Friday, April 22, 2005

friendly fire

There was a bonfire on the beach yesterday evening and it was the first time the boy had ever seen fire. He determined to take a closer look and dragged me over until we were about twenty metres away. But then he stopped and did something he had never done before. He turned in fright, clung to my legs and started whimpering. I picked him up and comforted him and he peered anxiously over my shoulder at the huge strange creature which seemed to be both moving around and staying still. There were children just a little older than the boy standing around the fire with some adults. In their hands they held sticks and the ends of the sticks were in the creature's mouth. As the creature threw orange light around their faces, we saw that they were smiling and laughing. The boy could therefore see that the creature was benevolent, so I had to conclude that his initial reaction must have been some kind of primal instinct.
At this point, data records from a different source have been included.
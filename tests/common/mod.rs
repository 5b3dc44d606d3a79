#![allow(dead_code)]

use std::io::{self, Read, Write};

use brc_aggregate::report::display_key;
use brc_aggregate::{Stats, StatsMap};
use proptest::prelude::*;
use proptest::sample::Index;
use rand::rngs::StdRng;
use rand::{Rng, SeedableRng};
use tempfile::NamedTempFile;

const STATIONS: &[&str] = &[
    "Abha", "Abidjan", "Accra", "Addis Ababa", "Bergen", "Bulawayo", "Cairo", "Dakar",
    "Hamburg", "Istanbul", "Oslo", "Paris", "Roseau", "São Paulo", "Zürich",
];

/// Seeded `station;value\n` lines with one decimal digit.
pub fn measurements(lines: usize, seed: u64) -> String {
    let mut rng = StdRng::seed_from_u64(seed);
    let mut out = String::with_capacity(lines * 16);
    for _ in 0..lines {
        let station = STATIONS[rng.gen_range(0..STATIONS.len())];
        let tenths: i32 = rng.gen_range(-999..=999);
        out.push_str(&format!("{};{:.1}\n", station, tenths as f64 / 10.0));
    }
    out
}

/// Any non-empty byte string usable as a key: no `;` and no line break.
pub fn key() -> impl Strategy<Value = Vec<u8>> {
    prop::collection::vec(
        any::<u8>().prop_filter("delimiter or line break", |b| *b != b';' && *b != b'\n'),
        1..8,
    )
}

/// A pool of keys and rows drawing from it, rendered as `KEY;VALUE` lines.
/// The final line break is dropped when `open_tail` is set.
pub fn records() -> impl Strategy<Value = Vec<u8>> {
    (
        prop::collection::vec(key(), 1..10),
        prop::collection::vec((any::<Index>(), -100.0f64..100.0), 0..300),
        any::<bool>(),
    )
        .prop_map(|(pool, rows, open_tail)| {
            let mut out = Vec::new();
            for (pick, value) in rows {
                out.extend_from_slice(&pool[pick.index(pool.len())]);
                out.extend_from_slice(format!(";{value}\n").as_bytes());
            }
            if open_tail {
                out.pop();
            }
            out
        })
}

pub fn temp_input(content: &[u8]) -> io::Result<NamedTempFile> {
    let mut file = NamedTempFile::new()?;
    file.write_all(content)?;
    file.flush()?;
    Ok(file)
}

pub fn close(a: f64, b: f64) -> bool {
    (a - b).abs() <= 1e-6 * a.abs().max(b.abs()).max(1.0)
}

/// Exact count/min/max, tolerance on the sum.
pub fn assert_same_stats(left: &StatsMap, right: &StatsMap) {
    assert_eq!(left.len(), right.len(), "station count differs");
    for (station, l) in left {
        let name = display_key(station);
        let r: &Stats = right
            .get(station)
            .unwrap_or_else(|| panic!("{name:?} missing on the right"));
        assert_eq!(l.count, r.count, "{name:?} count");
        assert_eq!(l.min, r.min, "{name:?} min");
        assert_eq!(l.max, r.max, "{name:?} max");
        assert!(close(l.sum, r.sum), "{name:?} sum {} vs {}", l.sum, r.sum);
    }
}

/// Hands out at most `step` bytes per `read` call.
pub struct Trickle<'a> {
    pub data: &'a [u8],
    pub step: usize,
}

impl Read for Trickle<'_> {
    fn read(&mut self, buf: &mut [u8]) -> io::Result<usize> {
        let n = self.step.min(buf.len()).min(self.data.len());
        buf[..n].copy_from_slice(&self.data[..n]);
        self.data = &self.data[n..];
        Ok(n)
    }
}

/// Serves `data`, then fails every following read.
pub struct FailingReader<'a> {
    pub data: &'a [u8],
}

impl Read for FailingReader<'_> {
    fn read(&mut self, buf: &mut [u8]) -> io::Result<usize> {
        if self.data.is_empty() {
            return Err(io::Error::new(io::ErrorKind::Other, "disk on fire"));
        }
        let n = buf.len().min(self.data.len());
        buf[..n].copy_from_slice(&self.data[..n]);
        self.data = &self.data[n..];
        Ok(n)
    }
}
Later I wondered if perhaps he's now entering a so-called "clinging" phase. He has never shown any fear in the past, say towards the ocean, or other people*. But perhaps now he'll start behaving like one of his older playmates, who hides behind his mother's legs whenever he enters our house. My parents do claim that once, when they took my son to the beach, he had burst into tears after approaching another boy who turned around and stared back at him from behind black-rimmed, bottle-top glasses. But I contended that Harley had probably just trodden on a rock or was thirsty or exhausted rather than afraid, because after all he has seen plenty of strange-looking strangers in his life so far. People with bug-eyed or reflective sunglasses, people with neon-colored hair or shaved, tattooed heads, with pierced ears, tongues or eyebrows, or with bizarre facial hair. And he's never once shown any kind of fear towards anyone before*.
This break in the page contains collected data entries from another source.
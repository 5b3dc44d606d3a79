//! Repartitioning of raw reads into chunks that end on a line break.

use std::io::{ErrorKind, Read};
use std::mem;

use crate::error::{Error, Result};

pub const DEFAULT_CHUNK_SIZE: usize = 1024 * 1024;
pub const DEFAULT_MAX_LINE_BYTES: usize = 1024 * 1024;

/// Reads `reader` in blocks of `chunk_size` bytes and yields chunks holding
/// only complete lines.
///
/// Each chunk is the carried-over leftover plus the fresh block up to and
/// including its last `\n`. A block with no `\n` is appended to the leftover
/// and reading continues; once the leftover is longer than `max_line_bytes`
/// the iterator yields [`Error::LineTooLong`] and stops. Bytes after the last
/// line break of the input are yielded as a final chunk.
pub struct ChunkSplitter<R> {
    reader: R,
    block: Vec<u8>,
    leftover: Vec<u8>,
    max_line_bytes: usize,
    done: bool,
}

impl<R: Read> ChunkSplitter<R> {
    pub fn new(reader: R, chunk_size: usize) -> Self {
        ChunkSplitter {
            reader,
            block: vec![0; chunk_size.max(1)],
            leftover: Vec::new(),
            max_line_bytes: DEFAULT_MAX_LINE_BYTES,
            done: false,
        }
    }

    pub fn max_line_bytes(mut self, limit: usize) -> Self {
        self.max_line_bytes = limit;
        self
    }

    fn fail(&mut self, err: Error) -> Option<Result<Vec<u8>>> {
        self.done = true;
        self.leftover = Vec::new();
        Some(Err(err))
    }
}

impl<R: Read> Iterator for ChunkSplitter<R> {
    type Item = Result<Vec<u8>>;

    fn next(&mut self) -> Option<Self::Item> {
        if self.done {
            return None;
        }
        loop {
            let read = match self.reader.read(&mut self.block) {
                Ok(n) => n,
                Err(e) if e.kind() == ErrorKind::Interrupted => continue,
                Err(e) => return self.fail(Error::Io(e)),
            };

            if read == 0 {
                self.done = true;
                if self.leftover.is_empty() {
                    return None;
                }
                return Some(Ok(mem::take(&mut self.leftover)));
            }

            let fresh = &self.block[..read];
            // Only the fresh bytes are searched; the leftover has no break.
            let chunk = match memchr::memrchr(b'\n', fresh) {
                Some(last) => {
                    let mut chunk = mem::take(&mut self.leftover);
                    chunk.extend_from_slice(&fresh[..=last]);
                    self.leftover.extend_from_slice(&fresh[last + 1..]);
                    Some(chunk)
                }
                None => {
                    self.leftover.extend_from_slice(fresh);
                    None
                }
            };

            if self.leftover.len() > self.max_line_bytes {
                let limit = self.max_line_bytes;
                return self.fail(Error::LineTooLong { limit });
            }
            if let Some(chunk) = chunk {
                return Some(Ok(chunk));
            }
        }
    }
}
But then today, as I was standing in the kitchen doing the dishes, he suddenly clung to my legs and whimpered in the same way as when he had seen the fire. Though I did think it odd that he should be afraid of me washing dishes all of a sudden, I automatically scooped him up. And he stopped whimpering and craned his neck to check out the contents of the sink, and that's when I noticed a little smile of satisfaction appear on his face. The little trickster had obviously learnt from last night that I would immediately pick him up if he started acting in this way, and was putting this new trick to good use. Ah, he had me fooled alright.

(*Well, except for the Monster, and It had been chasing him with a hammer, so that's understandable.)